[SUPPLIED MATERIAL]

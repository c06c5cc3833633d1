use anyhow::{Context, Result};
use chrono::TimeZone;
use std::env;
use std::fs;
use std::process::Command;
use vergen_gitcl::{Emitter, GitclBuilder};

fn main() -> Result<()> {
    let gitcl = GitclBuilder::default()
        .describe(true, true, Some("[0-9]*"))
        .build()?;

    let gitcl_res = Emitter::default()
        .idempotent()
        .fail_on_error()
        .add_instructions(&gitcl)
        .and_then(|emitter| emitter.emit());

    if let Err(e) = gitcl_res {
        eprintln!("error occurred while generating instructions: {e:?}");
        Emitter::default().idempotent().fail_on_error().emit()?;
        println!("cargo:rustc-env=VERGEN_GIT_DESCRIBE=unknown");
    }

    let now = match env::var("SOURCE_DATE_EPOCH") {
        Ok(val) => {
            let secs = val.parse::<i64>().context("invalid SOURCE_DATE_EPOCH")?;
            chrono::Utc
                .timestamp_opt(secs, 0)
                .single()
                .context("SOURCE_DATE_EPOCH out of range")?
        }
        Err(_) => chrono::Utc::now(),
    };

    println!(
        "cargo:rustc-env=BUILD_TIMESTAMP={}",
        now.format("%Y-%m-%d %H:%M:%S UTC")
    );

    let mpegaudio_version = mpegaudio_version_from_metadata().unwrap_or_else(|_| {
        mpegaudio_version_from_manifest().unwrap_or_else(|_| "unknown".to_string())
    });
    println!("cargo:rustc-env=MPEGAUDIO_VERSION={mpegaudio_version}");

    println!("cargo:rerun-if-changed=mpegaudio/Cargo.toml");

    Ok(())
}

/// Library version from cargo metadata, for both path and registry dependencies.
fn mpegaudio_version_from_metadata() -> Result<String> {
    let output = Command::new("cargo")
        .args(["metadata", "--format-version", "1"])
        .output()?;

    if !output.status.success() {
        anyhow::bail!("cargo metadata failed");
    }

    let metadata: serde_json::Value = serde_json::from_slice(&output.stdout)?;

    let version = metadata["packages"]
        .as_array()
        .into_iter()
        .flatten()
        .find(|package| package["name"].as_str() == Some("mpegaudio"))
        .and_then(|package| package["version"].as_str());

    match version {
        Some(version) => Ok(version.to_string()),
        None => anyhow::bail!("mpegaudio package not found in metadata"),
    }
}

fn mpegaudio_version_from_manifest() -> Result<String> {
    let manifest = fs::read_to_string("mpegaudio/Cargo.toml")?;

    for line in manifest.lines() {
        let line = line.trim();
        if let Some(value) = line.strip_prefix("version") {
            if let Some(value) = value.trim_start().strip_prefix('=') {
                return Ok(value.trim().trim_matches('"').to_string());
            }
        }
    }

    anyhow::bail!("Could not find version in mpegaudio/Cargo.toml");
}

* * *

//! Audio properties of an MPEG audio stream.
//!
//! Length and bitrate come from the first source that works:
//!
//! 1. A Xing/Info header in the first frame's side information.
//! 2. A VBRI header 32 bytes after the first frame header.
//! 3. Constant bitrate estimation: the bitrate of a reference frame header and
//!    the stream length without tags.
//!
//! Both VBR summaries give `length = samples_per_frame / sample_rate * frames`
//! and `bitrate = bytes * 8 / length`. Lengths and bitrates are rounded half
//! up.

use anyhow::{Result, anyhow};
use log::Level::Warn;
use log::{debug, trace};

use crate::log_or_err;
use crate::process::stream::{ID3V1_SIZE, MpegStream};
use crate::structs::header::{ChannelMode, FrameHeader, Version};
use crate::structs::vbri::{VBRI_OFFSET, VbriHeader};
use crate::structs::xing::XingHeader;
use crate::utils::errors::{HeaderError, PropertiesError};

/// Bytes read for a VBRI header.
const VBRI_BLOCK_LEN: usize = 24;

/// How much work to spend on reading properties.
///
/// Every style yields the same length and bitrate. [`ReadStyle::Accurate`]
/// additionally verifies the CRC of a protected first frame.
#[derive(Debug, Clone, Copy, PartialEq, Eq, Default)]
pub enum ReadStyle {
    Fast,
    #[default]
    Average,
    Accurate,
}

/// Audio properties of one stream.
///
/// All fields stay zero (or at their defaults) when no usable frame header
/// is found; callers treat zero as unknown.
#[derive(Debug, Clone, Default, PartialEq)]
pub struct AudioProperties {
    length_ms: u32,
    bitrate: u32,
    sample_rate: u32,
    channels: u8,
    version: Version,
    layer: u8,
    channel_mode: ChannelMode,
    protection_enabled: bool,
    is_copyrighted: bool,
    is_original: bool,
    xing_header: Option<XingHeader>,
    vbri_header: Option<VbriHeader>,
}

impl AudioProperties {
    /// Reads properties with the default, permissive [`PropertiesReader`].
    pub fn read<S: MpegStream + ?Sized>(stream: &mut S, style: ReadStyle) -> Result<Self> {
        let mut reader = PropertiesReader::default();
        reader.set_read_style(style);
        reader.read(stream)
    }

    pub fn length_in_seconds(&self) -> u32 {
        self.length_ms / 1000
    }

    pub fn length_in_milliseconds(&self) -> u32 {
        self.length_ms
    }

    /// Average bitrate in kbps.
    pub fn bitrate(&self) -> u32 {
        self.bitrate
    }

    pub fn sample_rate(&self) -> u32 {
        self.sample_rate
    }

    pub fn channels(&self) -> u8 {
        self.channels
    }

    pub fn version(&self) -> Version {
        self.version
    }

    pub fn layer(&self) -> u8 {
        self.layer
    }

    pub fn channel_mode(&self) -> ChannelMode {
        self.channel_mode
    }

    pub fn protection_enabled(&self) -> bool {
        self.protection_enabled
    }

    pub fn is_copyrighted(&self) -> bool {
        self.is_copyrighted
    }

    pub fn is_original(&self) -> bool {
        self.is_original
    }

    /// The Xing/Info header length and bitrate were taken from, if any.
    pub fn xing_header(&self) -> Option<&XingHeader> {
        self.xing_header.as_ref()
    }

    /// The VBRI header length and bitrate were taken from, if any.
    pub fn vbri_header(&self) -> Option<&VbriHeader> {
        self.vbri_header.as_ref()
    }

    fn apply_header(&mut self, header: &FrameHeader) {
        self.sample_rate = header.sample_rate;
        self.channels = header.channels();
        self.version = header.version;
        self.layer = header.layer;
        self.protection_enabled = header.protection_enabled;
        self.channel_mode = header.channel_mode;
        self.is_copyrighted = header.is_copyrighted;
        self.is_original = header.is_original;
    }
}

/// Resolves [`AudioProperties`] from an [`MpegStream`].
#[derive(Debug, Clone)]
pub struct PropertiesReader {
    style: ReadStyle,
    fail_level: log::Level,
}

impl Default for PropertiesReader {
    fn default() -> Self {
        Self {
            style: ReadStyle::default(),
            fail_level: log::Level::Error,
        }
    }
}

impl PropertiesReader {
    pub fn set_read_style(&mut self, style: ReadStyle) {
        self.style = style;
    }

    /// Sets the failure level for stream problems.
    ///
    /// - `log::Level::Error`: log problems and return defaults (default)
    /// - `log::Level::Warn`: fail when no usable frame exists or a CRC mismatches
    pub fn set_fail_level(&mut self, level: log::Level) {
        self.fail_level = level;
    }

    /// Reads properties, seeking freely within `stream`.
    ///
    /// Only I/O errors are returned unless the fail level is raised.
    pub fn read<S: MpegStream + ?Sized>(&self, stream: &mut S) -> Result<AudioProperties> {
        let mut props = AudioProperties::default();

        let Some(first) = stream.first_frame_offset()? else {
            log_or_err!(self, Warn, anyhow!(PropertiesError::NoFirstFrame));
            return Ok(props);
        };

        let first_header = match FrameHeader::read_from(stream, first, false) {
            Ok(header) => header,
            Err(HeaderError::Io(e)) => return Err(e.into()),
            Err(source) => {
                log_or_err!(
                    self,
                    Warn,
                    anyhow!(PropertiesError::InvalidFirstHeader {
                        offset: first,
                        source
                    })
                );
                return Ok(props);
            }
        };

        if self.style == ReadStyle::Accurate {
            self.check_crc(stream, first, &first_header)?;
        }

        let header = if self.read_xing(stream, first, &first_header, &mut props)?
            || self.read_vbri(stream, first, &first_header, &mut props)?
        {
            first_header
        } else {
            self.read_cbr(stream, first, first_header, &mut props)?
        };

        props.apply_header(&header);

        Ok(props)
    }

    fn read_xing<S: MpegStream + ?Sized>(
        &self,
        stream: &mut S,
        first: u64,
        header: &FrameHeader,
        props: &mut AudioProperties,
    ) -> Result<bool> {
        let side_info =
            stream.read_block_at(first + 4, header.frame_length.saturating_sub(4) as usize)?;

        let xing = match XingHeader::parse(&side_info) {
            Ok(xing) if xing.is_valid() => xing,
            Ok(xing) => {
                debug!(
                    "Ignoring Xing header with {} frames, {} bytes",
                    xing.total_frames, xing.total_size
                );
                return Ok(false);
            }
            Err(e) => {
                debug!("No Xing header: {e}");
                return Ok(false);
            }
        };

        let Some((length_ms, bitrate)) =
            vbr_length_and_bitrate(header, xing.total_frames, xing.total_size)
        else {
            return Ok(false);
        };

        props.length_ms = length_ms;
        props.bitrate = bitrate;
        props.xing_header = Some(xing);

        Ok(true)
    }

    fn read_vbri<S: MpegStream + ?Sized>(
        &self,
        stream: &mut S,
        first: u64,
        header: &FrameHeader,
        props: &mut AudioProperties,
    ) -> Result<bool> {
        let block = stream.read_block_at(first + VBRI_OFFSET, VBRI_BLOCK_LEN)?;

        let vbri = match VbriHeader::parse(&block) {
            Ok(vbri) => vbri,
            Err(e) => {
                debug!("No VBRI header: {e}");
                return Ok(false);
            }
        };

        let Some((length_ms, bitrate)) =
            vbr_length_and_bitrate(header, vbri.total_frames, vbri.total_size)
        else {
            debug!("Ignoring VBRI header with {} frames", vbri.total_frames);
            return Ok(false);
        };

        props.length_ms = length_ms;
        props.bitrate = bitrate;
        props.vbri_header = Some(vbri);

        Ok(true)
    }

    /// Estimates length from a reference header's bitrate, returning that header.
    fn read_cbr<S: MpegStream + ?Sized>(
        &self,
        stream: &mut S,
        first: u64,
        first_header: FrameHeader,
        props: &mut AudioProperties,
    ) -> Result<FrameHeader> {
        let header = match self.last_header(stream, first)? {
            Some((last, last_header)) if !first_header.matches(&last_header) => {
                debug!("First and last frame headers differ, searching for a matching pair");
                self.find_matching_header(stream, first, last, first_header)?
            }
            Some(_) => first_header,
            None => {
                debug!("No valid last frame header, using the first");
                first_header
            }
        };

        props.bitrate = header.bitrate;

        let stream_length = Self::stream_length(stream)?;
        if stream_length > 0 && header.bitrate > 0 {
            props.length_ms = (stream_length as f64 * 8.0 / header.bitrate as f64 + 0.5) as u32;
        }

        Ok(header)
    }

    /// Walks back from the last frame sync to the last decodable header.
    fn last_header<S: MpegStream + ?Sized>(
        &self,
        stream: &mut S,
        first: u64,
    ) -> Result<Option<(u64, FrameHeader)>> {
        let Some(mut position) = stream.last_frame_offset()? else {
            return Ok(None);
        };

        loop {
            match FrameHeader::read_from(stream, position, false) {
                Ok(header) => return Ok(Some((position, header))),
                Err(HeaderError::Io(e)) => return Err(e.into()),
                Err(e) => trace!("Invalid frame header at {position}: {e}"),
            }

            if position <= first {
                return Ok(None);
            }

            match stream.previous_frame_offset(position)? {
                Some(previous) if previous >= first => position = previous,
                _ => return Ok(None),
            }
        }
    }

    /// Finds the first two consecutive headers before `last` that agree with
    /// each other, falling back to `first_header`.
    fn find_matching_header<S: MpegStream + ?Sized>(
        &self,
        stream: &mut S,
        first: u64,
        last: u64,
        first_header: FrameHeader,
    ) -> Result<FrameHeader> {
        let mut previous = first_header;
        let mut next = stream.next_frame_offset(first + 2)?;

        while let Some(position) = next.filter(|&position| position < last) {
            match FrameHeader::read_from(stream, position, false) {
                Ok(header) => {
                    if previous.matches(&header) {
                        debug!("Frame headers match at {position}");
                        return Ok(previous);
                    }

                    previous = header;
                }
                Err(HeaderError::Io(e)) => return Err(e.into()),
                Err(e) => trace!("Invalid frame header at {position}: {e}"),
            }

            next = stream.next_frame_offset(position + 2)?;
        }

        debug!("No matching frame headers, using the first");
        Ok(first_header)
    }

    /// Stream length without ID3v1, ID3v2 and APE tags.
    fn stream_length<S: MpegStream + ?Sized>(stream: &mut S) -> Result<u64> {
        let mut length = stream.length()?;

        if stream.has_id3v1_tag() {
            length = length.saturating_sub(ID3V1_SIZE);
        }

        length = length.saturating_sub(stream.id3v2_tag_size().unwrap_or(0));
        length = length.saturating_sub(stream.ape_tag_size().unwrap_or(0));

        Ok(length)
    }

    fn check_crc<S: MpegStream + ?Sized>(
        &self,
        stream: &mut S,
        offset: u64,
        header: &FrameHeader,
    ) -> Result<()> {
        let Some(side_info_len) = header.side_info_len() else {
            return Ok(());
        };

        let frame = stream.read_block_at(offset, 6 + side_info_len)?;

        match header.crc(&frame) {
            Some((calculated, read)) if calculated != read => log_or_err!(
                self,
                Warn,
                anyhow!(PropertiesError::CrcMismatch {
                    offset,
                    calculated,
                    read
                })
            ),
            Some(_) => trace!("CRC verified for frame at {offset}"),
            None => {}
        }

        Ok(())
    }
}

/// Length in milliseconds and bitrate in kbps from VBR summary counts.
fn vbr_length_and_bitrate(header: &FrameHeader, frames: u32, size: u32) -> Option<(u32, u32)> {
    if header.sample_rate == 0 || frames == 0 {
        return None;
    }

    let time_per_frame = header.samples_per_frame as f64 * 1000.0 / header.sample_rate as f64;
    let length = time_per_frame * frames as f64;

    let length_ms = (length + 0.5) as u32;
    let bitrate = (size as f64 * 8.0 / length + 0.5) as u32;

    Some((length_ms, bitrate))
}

---

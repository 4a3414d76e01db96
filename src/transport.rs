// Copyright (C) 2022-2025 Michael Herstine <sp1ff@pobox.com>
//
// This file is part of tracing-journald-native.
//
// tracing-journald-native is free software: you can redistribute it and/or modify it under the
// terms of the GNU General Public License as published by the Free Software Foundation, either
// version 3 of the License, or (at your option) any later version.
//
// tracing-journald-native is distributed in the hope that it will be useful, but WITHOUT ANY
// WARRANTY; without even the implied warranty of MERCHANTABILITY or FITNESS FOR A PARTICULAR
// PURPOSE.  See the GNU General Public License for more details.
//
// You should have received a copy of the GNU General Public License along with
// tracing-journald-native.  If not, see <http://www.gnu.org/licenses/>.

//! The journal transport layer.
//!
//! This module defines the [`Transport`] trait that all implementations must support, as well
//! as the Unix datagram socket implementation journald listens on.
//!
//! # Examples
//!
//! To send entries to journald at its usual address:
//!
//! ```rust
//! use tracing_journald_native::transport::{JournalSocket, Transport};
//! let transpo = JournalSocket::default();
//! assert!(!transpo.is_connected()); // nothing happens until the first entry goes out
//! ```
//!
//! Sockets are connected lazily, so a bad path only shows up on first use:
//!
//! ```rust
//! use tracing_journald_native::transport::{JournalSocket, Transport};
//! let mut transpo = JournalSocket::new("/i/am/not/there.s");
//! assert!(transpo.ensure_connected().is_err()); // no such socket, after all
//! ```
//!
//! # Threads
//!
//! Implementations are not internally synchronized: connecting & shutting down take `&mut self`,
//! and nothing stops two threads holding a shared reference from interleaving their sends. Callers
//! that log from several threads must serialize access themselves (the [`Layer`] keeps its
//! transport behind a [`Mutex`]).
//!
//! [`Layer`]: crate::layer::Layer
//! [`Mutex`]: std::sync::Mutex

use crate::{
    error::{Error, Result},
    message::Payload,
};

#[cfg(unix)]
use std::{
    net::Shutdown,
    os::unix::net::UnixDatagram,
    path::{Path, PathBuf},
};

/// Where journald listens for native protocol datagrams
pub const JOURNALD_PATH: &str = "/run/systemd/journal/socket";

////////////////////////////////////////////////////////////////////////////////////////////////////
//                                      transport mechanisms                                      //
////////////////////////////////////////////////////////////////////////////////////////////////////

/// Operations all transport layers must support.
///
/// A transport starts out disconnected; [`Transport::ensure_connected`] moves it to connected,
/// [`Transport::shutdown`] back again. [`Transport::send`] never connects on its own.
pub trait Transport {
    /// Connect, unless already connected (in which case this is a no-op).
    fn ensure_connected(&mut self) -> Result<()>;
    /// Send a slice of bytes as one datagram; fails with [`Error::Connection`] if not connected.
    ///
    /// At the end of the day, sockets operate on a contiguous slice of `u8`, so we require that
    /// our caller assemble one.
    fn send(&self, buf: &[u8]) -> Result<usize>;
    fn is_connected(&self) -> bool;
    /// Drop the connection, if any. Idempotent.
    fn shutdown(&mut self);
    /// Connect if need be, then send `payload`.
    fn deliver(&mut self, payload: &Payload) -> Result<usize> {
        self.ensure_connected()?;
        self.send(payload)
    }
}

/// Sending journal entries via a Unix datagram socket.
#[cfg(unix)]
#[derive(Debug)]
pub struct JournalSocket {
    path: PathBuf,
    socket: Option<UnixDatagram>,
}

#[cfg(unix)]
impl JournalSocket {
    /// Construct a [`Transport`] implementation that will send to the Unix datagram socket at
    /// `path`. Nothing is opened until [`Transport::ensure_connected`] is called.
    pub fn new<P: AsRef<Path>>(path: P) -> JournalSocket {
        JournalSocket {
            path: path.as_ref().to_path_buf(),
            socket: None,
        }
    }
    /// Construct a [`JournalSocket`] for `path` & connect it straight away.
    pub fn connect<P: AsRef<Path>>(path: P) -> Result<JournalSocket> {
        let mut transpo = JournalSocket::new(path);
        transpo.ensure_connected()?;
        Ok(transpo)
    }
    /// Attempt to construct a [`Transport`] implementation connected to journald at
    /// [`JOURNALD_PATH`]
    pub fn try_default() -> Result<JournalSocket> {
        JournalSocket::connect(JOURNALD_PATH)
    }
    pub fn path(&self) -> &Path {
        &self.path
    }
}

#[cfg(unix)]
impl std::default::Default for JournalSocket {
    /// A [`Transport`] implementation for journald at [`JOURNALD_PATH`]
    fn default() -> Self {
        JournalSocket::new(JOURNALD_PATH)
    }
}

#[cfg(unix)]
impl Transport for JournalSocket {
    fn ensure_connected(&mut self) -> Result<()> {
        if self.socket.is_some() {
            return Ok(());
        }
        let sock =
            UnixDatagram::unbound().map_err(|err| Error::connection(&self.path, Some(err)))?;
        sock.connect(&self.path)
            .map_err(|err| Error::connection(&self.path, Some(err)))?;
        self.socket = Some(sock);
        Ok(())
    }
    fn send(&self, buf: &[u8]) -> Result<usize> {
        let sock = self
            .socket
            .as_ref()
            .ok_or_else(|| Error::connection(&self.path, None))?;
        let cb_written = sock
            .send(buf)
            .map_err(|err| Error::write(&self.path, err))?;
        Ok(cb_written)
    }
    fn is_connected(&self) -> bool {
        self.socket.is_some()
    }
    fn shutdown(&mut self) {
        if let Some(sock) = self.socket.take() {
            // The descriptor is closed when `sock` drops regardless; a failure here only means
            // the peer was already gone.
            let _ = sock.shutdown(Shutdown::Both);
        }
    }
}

[WORK INSTRUCTIONS] Each line in the data that has the word "Accurate" counts once; state how many such lines there are, without comment.

[SOLUTION BELOW] 3